26 settembre 2017
Aggiornato 13:00
Cronaca

Cassazione, sentenza shock: «Lo spaccio? Fatto di lieve entità», pusher graziato

I giudici torinesi avevano mandato in carcere un cittadino nordafricano di 45 anni, ma la Cassazione ha ribaltato la sentenza

Operazione antispaccio al Parco del Valentino (© ANSA)

TORINO - «Lo spaccio? Fatto di lieve entità». E’ destinata a far discutere la sentenza della Cassazione che ha ribaltato quanto deciso da alcuni giudici torinesi che avevano relegato al carcere uno spacciatore nordafricano di 45 anni, bloccato dalle forze dell’ordine mentre era intento a spacciare sostanza stupefacente.

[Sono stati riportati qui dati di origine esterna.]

use std::time::Duration;

use axum::{http::StatusCode, routing::get, Router};
use tower_http::{timeout::TimeoutLayer, trace::TraceLayer};

use crate::{
    handlers::{health::healthz, users::get_users},
    state::AppState,
};

/// Create the application router with all routes and middleware.
pub fn create_app(state: AppState) -> Router {
    Router::new()
        .route("/users", get(get_users))
        .route("/healthz", get(healthz))
        .layer(TraceLayer::new_for_http())
        .layer(TimeoutLayer::with_status_code(
            StatusCode::REQUEST_TIMEOUT,
            Duration::from_secs(10),
        ))
        .with_state(state)
}

#[cfg(test)]
mod tests {
    use std::sync::Arc;

    use axum::{
        body::Body,
        http::{Request, StatusCode},
    };
    use http_body_util::BodyExt;
    use tower::ServiceExt;

    use searchlist_core::command::Command;
    use searchlist_core::store::Store;

    use super::*;
    use crate::config::Config;
    use crate::consumer::Consumer;
    use crate::job::RefreshJob;
    use crate::origin::scripted::ScriptedOrigin;
    use crate::queue::MemoryQueue;
    use crate::store::MemoryStore;

    struct Harness {
        store: Arc<MemoryStore>,
        queue: Arc<MemoryQueue>,
        origin: Arc<ScriptedOrigin>,
        config: Arc<Config>,
    }

    impl Harness {
        fn new() -> Self {
            Self {
                store: Arc::new(MemoryStore::new()),
                queue: Arc::new(MemoryQueue::new()),
                origin: Arc::new(ScriptedOrigin::new()),
                config: Arc::new(Config::for_tests()),
            }
        }

        fn app(&self) -> Router {
            create_app(AppState::new(
                self.store.clone(),
                self.queue.clone(),
                self.config.clone(),
            ))
        }

        async fn apply(&self, body: &str) {
            Consumer::new(self.store.clone(), self.queue.clone(), self.config.clone())
                .apply(&Command::parse(body).unwrap())
                .await
                .unwrap();
        }

        async fn refresh(&self) {
            RefreshJob::new(self.store.clone(), self.origin.clone(), self.config.clone())
                .run()
                .await
                .unwrap();
        }

        /// Runs queued invalidation commands until the queue is empty.
        async fn drain_queue(&self) {
            use searchlist_core::queue::QueueConsumer;

            let consumer =
                Consumer::new(self.store.clone(), self.queue.clone(), self.config.clone());
            while self.queue.len().await > 0 {
                for message in self.queue.receive().await.unwrap() {
                    consumer
                        .apply(&Command::parse(&message.body).unwrap())
                        .await
                        .unwrap();
                }
            }
        }
    }

    async fn get_ids(app: Router, uri: &str) -> (StatusCode, Vec<u64>) {
        let response = app
            .oneshot(Request::builder().uri(uri).body(Body::empty()).unwrap())
            .await
            .unwrap();
        let status = response.status();
        if status != StatusCode::OK {
            return (status, Vec::new());
        }
        let body = response.into_body().collect().await.unwrap().to_bytes();
        (status, serde_json::from_slice(&body).unwrap())
    }

    #[tokio::test]
    async fn test_healthz() {
        let harness = Harness::new();
        let response = harness
            .app()
            .oneshot(
                Request::builder()
                    .uri("/healthz")
                    .body(Body::empty())
                    .unwrap(),
            )
            .await
            .unwrap();
        assert_eq!(response.status(), StatusCode::OK);
    }

    #[tokio::test]
    async fn test_users_requires_the_shared_secret() {
        let harness = Harness::new();

        let (status, _) = get_ids(harness.app(), "/users?user_id=1").await;
        assert_eq!(status, StatusCode::UNAUTHORIZED);

        let (status, _) = get_ids(harness.app(), "/users?user_id=1&key=wrong").await;
        assert_eq!(status, StatusCode::UNAUTHORIZED);
    }

    #[tokio::test]
    async fn test_global_read_after_create_and_refresh() {
        let harness = Harness::new();
        harness.origin.script("cat", vec![101, 103]).await;
        harness.origin.script("dog", vec![102]).await;

        harness.apply("create\n1\n\ncat").await;
        harness.apply("create\n1\n\ndog").await;
        harness.refresh().await;

        let (status, ids) = get_ids(harness.app(), "/users?user_id=1&key=test-key").await;
        assert_eq!(status, StatusCode::OK);
        assert_eq!(ids, vec![103, 102, 101]);
    }

    #[tokio::test]
    async fn test_named_read_scopes_to_the_category() {
        let harness = Harness::new();
        harness.origin.script("cat", vec![101]).await;
        harness.origin.script("dog", vec![102]).await;

        harness.apply("create\n1\nfav\ncat").await;
        harness.apply("create\n1\nother\ndog").await;
        harness.refresh().await;

        let (status, ids) =
            get_ids(harness.app(), "/users?user_id=1&name=fav&key=test-key").await;
        assert_eq!(status, StatusCode::OK);
        assert_eq!(ids, vec![101]);
    }

    #[tokio::test]
    async fn test_delete_all_empties_subsequent_reads() {
        let harness = Harness::new();
        harness.origin.script("cat", vec![101]).await;
        harness.apply("create\n1\nfav\ncat").await;
        harness.refresh().await;

        let (_, ids) = get_ids(harness.app(), "/users?user_id=1&key=test-key").await;
        assert_eq!(ids, vec![101]);

        harness.apply("delete\n1\nall").await;

        let (status, ids) = get_ids(harness.app(), "/users?user_id=1&key=test-key").await;
        assert_eq!(status, StatusCode::OK);
        assert!(ids.is_empty());
    }

    #[tokio::test]
    async fn test_read_for_unknown_user_is_empty() {
        let harness = Harness::new();
        let (status, ids) = get_ids(harness.app(), "/users?user_id=404&key=test-key").await;
        assert_eq!(status, StatusCode::OK);
        assert!(ids.is_empty());
    }

    #[tokio::test]
    async fn test_read_enqueues_cleanup_commands() {
        let harness = Harness::new();
        harness.origin.script("cat", vec![101]).await;
        harness.apply("create\n1\n\ncat").await;
        harness.refresh().await;

        get_ids(harness.app(), "/users?user_id=1&key=test-key").await;

        assert_eq!(harness.queue.bodies().await, vec!["clean global\n1\ncat"]);
        harness.drain_queue().await;
        // Applying the cleanup keeps the populated cache alive.
        assert!(harness.store.exists("searches:cat").await.unwrap());
    }
}
//! Liveness probe.

use axum::http::StatusCode;

/// GET /healthz - returns 200 once the server is accepting connections.
pub async fn healthz() -> StatusCode {
    StatusCode::OK
}
//! Redis error mapping to StoreError.

use searchlist_core::store::StoreError;

/// Maps Redis errors to StoreError.
pub fn map_redis_error(err: redis::RedisError) -> StoreError {
    if err.is_connection_refusal() || err.is_timeout() || err.is_connection_dropped() {
        StoreError::ConnectionFailed(err.to_string())
    } else {
        StoreError::OperationFailed(err.to_string())
    }
}
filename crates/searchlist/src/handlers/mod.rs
pub mod health;
pub mod users;
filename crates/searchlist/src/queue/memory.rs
//! In-memory queue implementation.
//!
//! A single shared deque standing in for the external queue. Delivery
//! here is exactly-once (a received message is gone), which is enough
//! for the tests that drive the consumer; at-least-once redelivery is
//! a property of the real transport, not of the protocol under test.

use std::collections::VecDeque;
use std::sync::atomic::{AtomicU64, Ordering};
use std::sync::Arc;
use std::time::Duration;

use async_trait::async_trait;
use tokio::sync::Mutex;

use searchlist_core::queue::{
    BatchEntry, QueueConsumer, QueueMessage, QueueProducer, Result, MAX_BATCH_SIZE,
};

/// In-memory queue backend.
#[derive(Debug, Clone, Default)]
pub struct MemoryQueue {
    messages: Arc<Mutex<VecDeque<QueueMessage>>>,
    /// Sizes of the batches submitted through the producer side.
    batch_sizes: Arc<Mutex<Vec<usize>>>,
    receipt_counter: Arc<AtomicU64>,
}

impl MemoryQueue {
    pub fn new() -> Self {
        Self::default()
    }

    /// Enqueues a raw message body, as an external producer would.
    pub async fn push(&self, body: &str) {
        let receipt = self.receipt_counter.fetch_add(1, Ordering::Relaxed);
        self.messages.lock().await.push_back(QueueMessage {
            receipt: receipt.to_string(),
            body: body.to_string(),
        });
    }

    /// Number of messages currently queued.
    pub async fn len(&self) -> usize {
        self.messages.lock().await.len()
    }

    /// Bodies of all queued messages, front first.
    pub async fn bodies(&self) -> Vec<String> {
        self.messages
            .lock()
            .await
            .iter()
            .map(|m| m.body.clone())
            .collect()
    }

    /// Sizes of the batches submitted so far.
    pub async fn batch_sizes(&self) -> Vec<usize> {
        self.batch_sizes.lock().await.clone()
    }
}

#[async_trait]
impl QueueConsumer for MemoryQueue {
    async fn receive(&self) -> Result<Vec<QueueMessage>> {
        let mut messages = self.messages.lock().await;
        if messages.is_empty() {
            drop(messages);
            // Stand-in for the transport's long-poll wait.
            tokio::time::sleep(Duration::from_millis(5)).await;
            return Ok(Vec::new());
        }
        let count = messages.len().min(MAX_BATCH_SIZE);
        Ok(messages.drain(..count).collect())
    }

    async fn acknowledge(&self, _message: &QueueMessage) -> Result<()> {
        Ok(())
    }
}

#[async_trait]
impl QueueProducer for MemoryQueue {
    async fn send_batch(&self, entries: &[BatchEntry]) -> Result<()> {
        self.batch_sizes.lock().await.push(entries.len());
        let mut messages = self.messages.lock().await;
        for entry in entries {
            let receipt = self.receipt_counter.fetch_add(1, Ordering::Relaxed);
            messages.push_back(QueueMessage {
                receipt: receipt.to_string(),
                body: entry.body.clone(),
            });
        }
        Ok(())
    }
}

#[cfg(test)]
mod tests {
    use super::*;

    #[tokio::test]
    async fn test_receive_caps_batch_size() {
        let queue = MemoryQueue::new();
        for i in 0..15 {
            queue.push(&format!("message {i}")).await;
        }

        let batch = queue.receive().await.unwrap();
        assert_eq!(batch.len(), MAX_BATCH_SIZE);
        assert_eq!(queue.len().await, 5);
    }

    #[tokio::test]
    async fn test_send_batch_records_sizes() {
        let queue = MemoryQueue::new();
        let entries: Vec<BatchEntry> = (0..3)
            .map(|i| BatchEntry {
                id: i.to_string(),
                body: format!("body {i}"),
            })
            .collect();

        queue.send_batch(&entries).await.unwrap();

        assert_eq!(queue.batch_sizes().await, vec![3]);
        assert_eq!(queue.len().await, 3);
    }
}
//! Outbound command dispatch.

use std::collections::hash_map::DefaultHasher;
use std::hash::{Hash, Hasher};

use searchlist_core::queue::{BatchEntry, QueueProducer, MAX_BATCH_SIZE};

/// Deduplication id for a message body.
fn entry_id(body: &str) -> String {
    let mut hasher = DefaultHasher::new();
    body.hash(&mut hasher);
    format!("{:x}", hasher.finish())
}

/// Sends messages to the queue in batches.
///
/// A failed batch is logged and dropped; the messages carried here are
/// invalidation hints, and a missed hint is repaired by the next
/// scheduled refresh pass.
pub async fn send(queue: &dyn QueueProducer, messages: &[String]) {
    for chunk in messages.chunks(MAX_BATCH_SIZE) {
        let entries: Vec<BatchEntry> = chunk
            .iter()
            .map(|body| BatchEntry {
                id: entry_id(body),
                body: body.clone(),
            })
            .collect();
        if let Err(error) = queue.send_batch(&entries).await {
            tracing::error!(%error, count = entries.len(), "Failed to send command batch");
        }
    }
}

#[cfg(test)]
mod tests {
    use super::*;
    use crate::queue::MemoryQueue;

    #[tokio::test]
    async fn test_send_chunks_into_batches_of_ten() {
        let queue = MemoryQueue::new();
        let messages: Vec<String> = (0..23).map(|i| format!("message {i}")).collect();

        send(&queue, &messages).await;

        assert_eq!(queue.batch_sizes().await, vec![10, 10, 3]);
        assert_eq!(queue.len().await, 23);
    }

    #[tokio::test]
    async fn test_send_nothing_sends_no_batches() {
        let queue = MemoryQueue::new();
        send(&queue, &[]).await;
        assert!(queue.batch_sizes().await.is_empty());
    }

    #[test]
    fn test_entry_id_is_stable_and_distinct() {
        assert_eq!(entry_id("refresh\n1"), entry_id("refresh\n1"));
        assert_ne!(entry_id("refresh\n1"), entry_id("refresh\n2"));
    }
}
use std::time::Duration;

use async_trait::async_trait;
use redis::AsyncCommands;

use searchlist_core::store::{Result, Store};

use super::error::map_redis_error;

/// Redis store backend using connection manager for pooling.
pub struct RedisStore {
    conn: redis::aio::ConnectionManager,
}

impl RedisStore {
    /// Creates a new Redis store connection.
    ///
    /// # Errors
    ///
    /// Returns `StoreError::ConnectionFailed` if the connection cannot
    /// be established.
    pub async fn new(url: &str) -> Result<Self> {
        let client = redis::Client::open(url).map_err(map_redis_error)?;
        let conn = redis::aio::ConnectionManager::new(client)
            .await
            .map_err(map_redis_error)?;
        Ok(Self { conn })
    }
}

#[async_trait]
impl Store for RedisStore {
    async fn set_add(&self, key: &str, member: &str) -> Result<()> {
        let mut conn = self.conn.clone();
        conn.sadd::<_, _, ()>(key, member)
            .await
            .map_err(map_redis_error)
    }

    async fn set_remove(&self, key: &str, member: &str) -> Result<()> {
        let mut conn = self.conn.clone();
        conn.srem::<_, _, ()>(key, member)
            .await
            .map_err(map_redis_error)
    }

    async fn set_members(&self, key: &str) -> Result<Vec<String>> {
        let mut conn = self.conn.clone();
        conn.smembers(key).await.map_err(map_redis_error)
    }

    async fn set_size(&self, key: &str) -> Result<u64> {
        let mut conn = self.conn.clone();
        conn.scard(key).await.map_err(map_redis_error)
    }

    async fn set_pop(&self, key: &str) -> Result<Option<String>> {
        let mut conn = self.conn.clone();
        conn.spop(key).await.map_err(map_redis_error)
    }

    async fn sorted_insert(&self, key: &str, entries: &[(f64, String)]) -> Result<()> {
        if entries.is_empty() {
            return Ok(());
        }
        let mut conn = self.conn.clone();
        conn.zadd_multiple::<_, _, _, ()>(key, entries)
            .await
            .map_err(map_redis_error)
    }

    async fn sorted_size(&self, key: &str) -> Result<u64> {
        let mut conn = self.conn.clone();
        conn.zcard(key).await.map_err(map_redis_error)
    }

    async fn sorted_trim(&self, key: &str, max: usize) -> Result<()> {
        let mut conn = self.conn.clone();
        // Ranks count from the lowest score; everything below the top
        // `max` goes.
        let stop = -(max as isize) - 1;
        conn.zremrangebyrank::<_, ()>(key, 0, stop)
            .await
            .map_err(map_redis_error)
    }

    async fn sorted_union(&self, dest: &str, sources: &[String]) -> Result<()> {
        let mut conn = self.conn.clone();
        conn.zunionstore::<_, _, ()>(dest, sources)
            .await
            .map_err(map_redis_error)
    }

    async fn sorted_rev_range(&self, key: &str, limit: usize) -> Result<Vec<String>> {
        if limit == 0 {
            return Ok(Vec::new());
        }
        let mut conn = self.conn.clone();
        conn.zrevrange(key, 0, limit as isize - 1)
            .await
            .map_err(map_redis_error)
    }

    async fn list_push(&self, key: &str, value: &str) -> Result<()> {
        let mut conn = self.conn.clone();
        conn.rpush::<_, _, ()>(key, value)
            .await
            .map_err(map_redis_error)
    }

    async fn list_pop(&self, key: &str) -> Result<Option<String>> {
        let mut conn = self.conn.clone();
        conn.lpop(key, None).await.map_err(map_redis_error)
    }

    async fn expire(&self, key: &str, ttl: Duration) -> Result<()> {
        let mut conn = self.conn.clone();
        conn.expire::<_, ()>(key, ttl.as_secs() as i64)
            .await
            .map_err(map_redis_error)
    }

    async fn exists(&self, key: &str) -> Result<bool> {
        let mut conn = self.conn.clone();
        conn.exists(key).await.map_err(map_redis_error)
    }

    async fn delete(&self, key: &str) -> Result<()> {
        let mut conn = self.conn.clone();
        conn.del::<_, ()>(key).await.map_err(map_redis_error)
    }

    async fn scan(&self, pattern: &str) -> Result<Vec<String>> {
        let mut conn = self.conn.clone();
        let mut keys = Vec::new();
        {
            let mut iter = conn
                .scan_match::<_, String>(pattern)
                .await
                .map_err(map_redis_error)?;
            while let Some(key) = iter.next_item().await {
                keys.push(key);
            }
        }
        Ok(keys)
    }
}
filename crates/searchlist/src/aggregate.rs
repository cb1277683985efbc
//! Memoized per-user aggregates.
//!
//! An aggregate is the rank-sum union of the user's query caches,
//! materialized on first read and served as-is until its key expires.
//! Existence of the aggregate key is the only memoization guard; the
//! check-then-union window is not atomic, and a concurrent reader may
//! recompute the same union. That is harmless, both writers produce
//! the same set.

use searchlist_core::command::Command;
use searchlist_core::queue::QueueProducer;
use searchlist_core::store::{keys, Result, Store};

use crate::dispatch;

/// Reads the user's global aggregate, computing it on a miss.
pub async fn global(
    store: &dyn Store,
    queue: &dyn QueueProducer,
    user_id: &str,
    limit: usize,
) -> Result<Vec<u64>> {
    let queries = store.set_members(&keys::user_key(user_id)).await?;
    if queries.is_empty() {
        return Ok(Vec::new());
    }

    let aggregate = keys::aggregate_key(user_id);
    if !store.exists(&aggregate).await? {
        let sources: Vec<String> = queries.iter().map(|q| keys::search_key(q)).collect();
        store.sorted_union(&aggregate, &sources).await?;

        let cleanups: Vec<String> = queries
            .iter()
            .map(|q| {
                Command::CleanGlobal {
                    user_id: user_id.to_string(),
                    query: q.clone(),
                }
                .encode()
            })
            .collect();
        dispatch::send(queue, &cleanups).await;
    }

    read_ids(store, &aggregate, limit).await
}

/// Reads one of the user's named-list aggregates, computing it on a miss.
pub async fn named(
    store: &dyn Store,
    queue: &dyn QueueProducer,
    user_id: &str,
    name: &str,
    limit: usize,
) -> Result<Vec<u64>> {
    let queries = store
        .set_members(&keys::user_category_key(user_id, name))
        .await?;
    if queries.is_empty() {
        return Ok(Vec::new());
    }

    let aggregate = keys::aggregate_named_key(user_id, name);
    if !store.exists(&aggregate).await? {
        let sources: Vec<String> = queries.iter().map(|q| keys::search_key(q)).collect();
        store.sorted_union(&aggregate, &sources).await?;

        let cleanups: Vec<String> = queries
            .iter()
            .map(|q| {
                Command::CleanNamed {
                    user_id: user_id.to_string(),
                    name: name.to_string(),
                    query: q.clone(),
                }
                .encode()
            })
            .collect();
        dispatch::send(queue, &cleanups).await;
    }

    read_ids(store, &aggregate, limit).await
}

async fn read_ids(store: &dyn Store, key: &str, limit: usize) -> Result<Vec<u64>> {
    let members = store.sorted_rev_range(key, limit).await?;
    Ok(members.iter().filter_map(|m| m.parse().ok()).collect())
}

#[cfg(test)]
mod tests {
    use super::*;
    use crate::queue::MemoryQueue;
    use crate::store::MemoryStore;

    fn entries(ids: &[u64]) -> Vec<(f64, String)> {
        ids.iter().map(|&id| (id as f64, id.to_string())).collect()
    }

    #[tokio::test]
    async fn test_global_returns_empty_for_unknown_user() {
        let store = MemoryStore::new();
        let queue = MemoryQueue::new();

        let ids = global(&store, &queue, "1", 100).await.unwrap();
        assert!(ids.is_empty());
        assert_eq!(queue.len().await, 0);
    }

    #[tokio::test]
    async fn test_global_unions_member_caches_descending() {
        let store = MemoryStore::new();
        let queue = MemoryQueue::new();
        store.set_add("users:1", "cat").await.unwrap();
        store.set_add("users:1", "dog").await.unwrap();
        store
            .sorted_insert("searches:cat", &entries(&[101, 103]))
            .await
            .unwrap();
        store
            .sorted_insert("searches:dog", &entries(&[102]))
            .await
            .unwrap();

        let ids = global(&store, &queue, "1", 100).await.unwrap();
        assert_eq!(ids, vec![103, 102, 101]);
    }

    #[tokio::test]
    async fn test_global_dispatches_one_cleanup_per_query() {
        let store = MemoryStore::new();
        let queue = MemoryQueue::new();
        store.set_add("users:1", "cat").await.unwrap();
        store
            .sorted_insert("searches:cat", &entries(&[101]))
            .await
            .unwrap();

        global(&store, &queue, "1", 100).await.unwrap();

        assert_eq!(queue.bodies().await, vec!["clean global\n1\ncat"]);
    }

    #[tokio::test]
    async fn test_global_serves_memoized_aggregate() {
        let store = MemoryStore::new();
        let queue = MemoryQueue::new();
        store.set_add("users:1", "cat").await.unwrap();
        store
            .sorted_insert("searches:cat", &entries(&[101]))
            .await
            .unwrap();

        let first = global(&store, &queue, "1", 100).await.unwrap();
        assert_eq!(first, vec![101]);

        // The underlying cache changes, but the stored aggregate wins
        // until it expires.
        store
            .sorted_insert("searches:cat", &entries(&[205]))
            .await
            .unwrap();
        let second = global(&store, &queue, "1", 100).await.unwrap();
        assert_eq!(second, vec![101]);
        assert_eq!(queue.len().await, 1);
    }

    #[tokio::test]
    async fn test_global_respects_limit() {
        let store = MemoryStore::new();
        let queue = MemoryQueue::new();
        store.set_add("users:1", "cat").await.unwrap();
        store
            .sorted_insert("searches:cat", &entries(&[1, 2, 3, 4, 5]))
            .await
            .unwrap();

        let ids = global(&store, &queue, "1", 3).await.unwrap();
        assert_eq!(ids, vec![5, 4, 3]);
    }

    #[tokio::test]
    async fn test_named_scopes_to_the_category_set() {
        let store = MemoryStore::new();
        let queue = MemoryQueue::new();
        store.set_add("users:1", "cat").await.unwrap();
        store.set_add("users:1", "dog").await.unwrap();
        store.set_add("users:1:fav", "dog").await.unwrap();
        store
            .sorted_insert("searches:cat", &entries(&[101]))
            .await
            .unwrap();
        store
            .sorted_insert("searches:dog", &entries(&[102]))
            .await
            .unwrap();

        let ids = named(&store, &queue, "1", "fav", 100).await.unwrap();
        assert_eq!(ids, vec![102]);
        assert_eq!(queue.bodies().await, vec!["clean named\n1\nfav\ndog"]);
    }
}
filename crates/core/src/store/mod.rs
//! Store abstraction.
//!
//! The shared key-value/sorted-set store is the only mutable state the
//! three processes coordinate through, so it is modeled as an injected
//! [`Store`] trait with exactly the operation set the cache protocol
//! consumes. Nothing caches store reads across calls; correctness never
//! depends on process lifetime.

mod error;
pub mod keys;
mod patterns;
mod traits;

pub use error::{Result, StoreError};
pub use patterns::pattern_matches;
pub use traits::Store;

LA SENTENZA - Il pusher, secondo i giudici torinesi, avrebbe dovuto recarsi in carcere, ma la Cassazione ha accolto il ricorso presentato dall’avvocato dello spacciatore. Il motivo? Lo spaccio occasionale viene considerato un fatto di «lieve entità». Il 45enne è stato fermato lo scorso marzo con addosso due pezzi di hashish di 23,9 e 3,8 grammi, un telefono cellulare e 605 euro in contanti: elementi che hanno fatto pensare agli investigatori di avere di fronte un pusher professionista. Una ricostruzione che non ha convinto la Cassazione che ha ribadito come «l’ipotesi del fatto di lieve entità non è incompatibile con lo spaccio non occasionale» e per questo motivo «è possibile configurare come lievi anche gli episodi che non costituiscono attuazione del programma criminoso associativo». Ecco perché il Tribunale del riesame di Torino sarà ora obbligato a rivedere la misura di custodia cautelare. Il pusher esce quindi graziato da questa querelle giudiziaria.